**WHAT TO PRODUCE:** Line filter on the word "Velocity": copy each matching line from the entries.

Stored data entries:
● ● ● ● ●

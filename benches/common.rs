#![allow(dead_code)]

use corral::prelude::*;

pub const AGENTS_SMALL: usize = 10_000;
pub const AGENTS_MED: usize = 100_000;

#[derive(Clone, Copy)]
pub struct Position {
    pub x: f32,
    pub y: f32,
}

#[derive(Clone, Copy)]
pub struct Velocity {
    pub dx: f32,
    pub dy: f32,
}

#[derive(Clone, Copy)]
pub struct Wealth {
    pub value: f32,
}

/// Spawns `count` entities; every other one additionally carries `Wealth`,
/// so iteration spans two archetypes.
pub fn populate(world: &mut World, count: usize) -> Vec<EntityId> {
    let mut ids = Vec::with_capacity(count);
    for i in 0..count {
        let e = world.add_entity();
        world.add_component(
            e,
            Position {
                x: i as f32,
                y: 0.0,
            },
        );
        world.add_component(e, Velocity { dx: 1.0, dy: 0.5 });
        if i % 2 == 0 {
            world.add_component(e, Wealth { value: 10.0 });
        }
        ids.push(e);
    }
    ids
}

● ● ● ● ●

**EXERCISE SOLUTION:**
pub struct Velocity {
        world.add_component(e, Velocity { dx: 1.0, dy: 0.5 });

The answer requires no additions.